### The data:

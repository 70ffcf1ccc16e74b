//! Chat-completions HTTP backend.
//!
//! Works with local Ollama and any OpenAI-compatible `/chat/completions`
//! endpoint. Supports non-streaming requests and streaming SSE. Tool use
//! is prompt-injected upstream, so responses are plain text here.

use async_trait::async_trait;
use devsquad_core::llm::{Generation, GenerationChunk, GenerationRequest, LlmBackend, Usage};
use devsquad_core::LlmError;
use futures::StreamExt;
use serde::{Deserialize, Serialize};
use tracing::{debug, trace, warn};

/// An OpenAI-compatible chat backend.
pub struct ChatBackend {
    name: String,
    base_url: String,
    api_key: String,
    client: reqwest::Client,
}

impl ChatBackend {
    /// Create a backend for any OpenAI-compatible endpoint.
    pub fn remote(
        name: impl Into<String>,
        base_url: impl Into<String>,
        api_key: impl Into<String>,
    ) -> Self {
        let client = reqwest::Client::builder()
            .timeout(std::time::Duration::from_secs(120))
            .build()
            .expect("Failed to create HTTP client");

        Self {
            name: name.into(),
            base_url: base_url.into().trim_end_matches('/').to_string(),
            api_key: api_key.into(),
            client,
        }
    }

    /// Create an Ollama backend (convenience constructor).
    pub fn ollama(base_url: Option<&str>) -> Self {
        Self::remote(
            "ollama",
            base_url.unwrap_or("http://localhost:11434/v1"),
            "ollama", // Ollama doesn't need a real key
        )
    }

    /// Build the chat message list from a generation request.
    fn to_api_messages(request: &GenerationRequest) -> Vec<ApiMessage> {
        let mut messages = Vec::with_capacity(2);
        if let Some(system) = &request.system {
            messages.push(ApiMessage {
                role: "system".into(),
                content: system.clone(),
            });
        }
        messages.push(ApiMessage {
            role: "user".into(),
            content: request.prompt.clone(),
        });
        messages
    }

    fn request_body(request: &GenerationRequest, stream: bool) -> serde_json::Value {
        let mut body = serde_json::json!({
            "model": request.model,
            "messages": Self::to_api_messages(request),
            "temperature": request.temperature,
            "stream": stream,
        });
        if let Some(max_tokens) = request.max_tokens {
            body["max_tokens"] = serde_json::json!(max_tokens);
        }
        if !request.stop.is_empty() {
            body["stop"] = serde_json::json!(request.stop);
        }
        if stream {
            body["stream_options"] = serde_json::json!({ "include_usage": true });
        }
        body
    }

    fn map_status(status: u16, body: String) -> LlmError {
        match status {
            429 => LlmError::RateLimited {
                retry_after_secs: 5,
            },
            401 | 403 => {
                LlmError::AuthenticationFailed("Invalid API key or insufficient permissions".into())
            }
            _ => LlmError::ApiError {
                status_code: status,
                message: body,
            },
        }
    }
}

#[async_trait]
impl LlmBackend for ChatBackend {
    fn name(&self) -> &str {
        &self.name
    }

    async fn generate(&self, request: GenerationRequest) -> Result<Generation, LlmError> {
        let url = format!("{}/chat/completions", self.base_url);
        let body = Self::request_body(&request, false);

        debug!(backend = %self.name, model = %request.model, "Sending generation request");

        let response = self
            .client
            .post(&url)
            .header("Authorization", format!("Bearer {}", self.api_key))
            .header("Content-Type", "application/json")
            .json(&body)
            .send()
            .await
            .map_err(|e| LlmError::Network(e.to_string()))?;

        let status = response.status().as_u16();
        if status != 200 {
            let error_body = response.text().await.unwrap_or_default();
            warn!(status, body = %error_body, "Backend returned error");
            return Err(Self::map_status(status, error_body));
        }

        let api_response: ApiResponse = response.json().await.map_err(|e| LlmError::ApiError {
            status_code: 200,
            message: format!("Failed to parse response: {e}"),
        })?;

        let choice = api_response
            .choices
            .into_iter()
            .next()
            .ok_or_else(|| LlmError::ApiError {
                status_code: 200,
                message: "No choices in response".into(),
            })?;

        let usage = api_response.usage.map(|u| Usage {
            prompt_tokens: u.prompt_tokens,
            completion_tokens: u.completion_tokens,
            total_tokens: u.total_tokens,
        });

        Ok(Generation {
            text: choice.message.content.unwrap_or_default(),
            usage,
            model: api_response.model,
        })
    }

    async fn generate_stream(
        &self,
        request: GenerationRequest,
    ) -> Result<tokio::sync::mpsc::Receiver<Result<GenerationChunk, LlmError>>, LlmError> {
        let url = format!("{}/chat/completions", self.base_url);
        let body = Self::request_body(&request, true);

        debug!(backend = %self.name, model = %request.model, "Sending streaming request");

        let response = self
            .client
            .post(&url)
            .header("Authorization", format!("Bearer {}", self.api_key))
            .header("Content-Type", "application/json")
            .header("Accept", "text/event-stream")
            .json(&body)
            .send()
            .await
            .map_err(|e| LlmError::Network(e.to_string()))?;

        let status = response.status().as_u16();
        if status != 200 {
            let error_body = response.text().await.unwrap_or_default();
            warn!(status, body = %error_body, "Backend streaming error");
            return Err(Self::map_status(status, error_body));
        }

        let (tx, rx) = tokio::sync::mpsc::channel(64);
        let backend_name = self.name.clone();

        // Spawn a task to read the SSE byte stream and parse chunks
        tokio::spawn(async move {
            let mut byte_stream = response.bytes_stream();
            let mut buffer = String::new();

            while let Some(chunk_result) = byte_stream.next().await {
                let bytes = match chunk_result {
                    Ok(b) => b,
                    Err(e) => {
                        let _ = tx
                            .send(Err(LlmError::StreamInterrupted(e.to_string())))
                            .await;
                        return;
                    }
                };

                // Append new bytes to the line buffer
                buffer.push_str(&String::from_utf8_lossy(&bytes));

                // Process complete lines
                while let Some(line_end) = buffer.find('\n') {
                    let line = buffer[..line_end].trim_end_matches('\r').to_string();
                    buffer = buffer[line_end + 1..].to_string();

                    // Skip empty lines and SSE comments
                    if line.is_empty() || line.starts_with(':') {
                        continue;
                    }

                    let Some(data) = line.strip_prefix("data: ") else {
                        continue;
                    };
                    let data = data.trim();

                    // "[DONE]" signals end of stream
                    if data == "[DONE]" {
                        let _ = tx
                            .send(Ok(GenerationChunk {
                                delta: None,
                                done: true,
                                usage: None,
                            }))
                            .await;
                        return;
                    }

                    match serde_json::from_str::<StreamResponse>(data) {
                        Ok(stream_resp) => {
                            if let Some(choice) = stream_resp.choices.first() {
                                let has_content =
                                    choice.delta.content.as_ref().is_some_and(|c| !c.is_empty());
                                if has_content {
                                    let chunk = GenerationChunk {
                                        delta: choice.delta.content.clone(),
                                        done: false,
                                        usage: None,
                                    };
                                    if tx.send(Ok(chunk)).await.is_err() {
                                        return; // receiver dropped
                                    }
                                }
                            }

                            // Usage arrives in the final chunk (stream_options)
                            if let Some(usage) = stream_resp.usage {
                                let _ = tx
                                    .send(Ok(GenerationChunk {
                                        delta: None,
                                        done: true,
                                        usage: Some(Usage {
                                            prompt_tokens: usage.prompt_tokens,
                                            completion_tokens: usage.completion_tokens,
                                            total_tokens: usage.total_tokens,
                                        }),
                                    }))
                                    .await;
                                return;
                            }
                        }
                        Err(e) => {
                            trace!(
                                backend = %backend_name,
                                data = %data,
                                error = %e,
                                "Ignoring unparseable SSE chunk"
                            );
                        }
                    }
                }
            }

            // Stream ended without [DONE] — send final chunk
            let _ = tx
                .send(Ok(GenerationChunk {
                    delta: None,
                    done: true,
                    usage: None,
                }))
                .await;
        });

        Ok(rx)
    }

    async fn health_check(&self) -> Result<bool, LlmError> {
        let url = format!("{}/models", self.base_url);
        let response = self
            .client
            .get(&url)
            .header("Authorization", format!("Bearer {}", self.api_key))
            .send()
            .await
            .map_err(|e| LlmError::Network(e.to_string()))?;

        Ok(response.status().is_success())
    }
}

// --- API types (internal) ---

#[derive(Debug, Serialize, Deserialize)]
struct ApiMessage {
    role: String,
    content: String,
}

#[derive(Debug, Deserialize)]
struct ApiResponse {
    model: String,
    choices: Vec<ApiChoice>,
    usage: Option<ApiUsage>,
}

#[derive(Debug, Deserialize)]
struct ApiChoice {
    message: ApiResponseMessage,
}

#[derive(Debug, Deserialize)]
struct ApiResponseMessage {
    #[serde(default)]
    content: Option<String>,
}

#[derive(Debug, Deserialize)]
struct ApiUsage {
    prompt_tokens: u32,
    completion_tokens: u32,
    total_tokens: u32,
}

// --- Streaming SSE types ---

#[derive(Debug, Deserialize)]
struct StreamResponse {
    #[serde(default)]
    choices: Vec<StreamChoice>,
    #[serde(default)]
    usage: Option<ApiUsage>,
}

#[derive(Debug, Deserialize)]
struct StreamChoice {
    delta: StreamDelta,
}

#[derive(Debug, Deserialize)]
struct StreamDelta {
    #[serde(default)]
    content: Option<String>,
}

#[cfg(test)]
mod tests {
    use super::*;

    #[test]
    fn ollama_constructor() {
        let backend = ChatBackend::ollama(None);
        assert_eq!(backend.name, "ollama");
        assert!(backend.base_url.contains("localhost:11434"));
    }

    #[test]
    fn remote_constructor_trims_trailing_slash() {
        let backend = ChatBackend::remote("inference", "https://llm.example.com/v1/", "key");
        assert_eq!(backend.base_url, "https://llm.example.com/v1");
    }

    #[test]
    fn message_conversion_includes_system() {
        let req = GenerationRequest::new("m", "Hello").with_system("You are Alex.");
        let messages = ChatBackend::to_api_messages(&req);
        assert_eq!(messages.len(), 2);
        assert_eq!(messages[0].role, "system");
        assert_eq!(messages[1].role, "user");
        assert_eq!(messages[1].content, "Hello");
    }

    #[test]
    fn request_body_stream_options() {
        let req = GenerationRequest::new("m", "p");
        let body = ChatBackend::request_body(&req, true);
        assert_eq!(body["stream"], serde_json::json!(true));
        assert!(body["stream_options"].is_object());

        let body = ChatBackend::request_body(&req, false);
        assert_eq!(body["stream"], serde_json::json!(false));
        assert!(body.get("stream_options").is_none());
    }

    #[test]
    fn status_mapping() {
        assert!(matches!(
            ChatBackend::map_status(429, String::new()),
            LlmError::RateLimited { .. }
        ));
        assert!(matches!(
            ChatBackend::map_status(401, String::new()),
            LlmError::AuthenticationFailed(_)
        ));
        assert!(matches!(
            ChatBackend::map_status(500, "boom".into()),
            LlmError::ApiError {
                status_code: 500,
                ..
            }
        ));
    }

    // --- SSE parsing tests ---

    #[test]
    fn parse_stream_content_delta() {
        let data = r#"{"choices":[{"delta":{"content":"Hello"}}]}"#;
        let parsed: StreamResponse = serde_json::from_str(data).unwrap();
        assert_eq!(parsed.choices[0].delta.content.as_deref(), Some("Hello"));
    }

    #[test]
    fn parse_stream_usage_chunk() {
        let data = r#"{"choices":[],"usage":{"prompt_tokens":10,"completion_tokens":5,"total_tokens":15}}"#;
        let parsed: StreamResponse = serde_json::from_str(data).unwrap();
        let usage = parsed.usage.unwrap();
        assert_eq!(usage.total_tokens, 15);
    }

    #[test]
    fn parse_empty_delta() {
        let data = r#"{"choices":[{"delta":{}}]}"#;
        let parsed: StreamResponse = serde_json::from_str(data).unwrap();
        assert!(parsed.choices[0].delta.content.is_none());
    }
}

### Your objective:
Among the entries, find every line holding "final" and return it.

### Task answer:
                            // Usage arrives in the final chunk (stream_options)
            // Stream ended without [DONE] — send final chunk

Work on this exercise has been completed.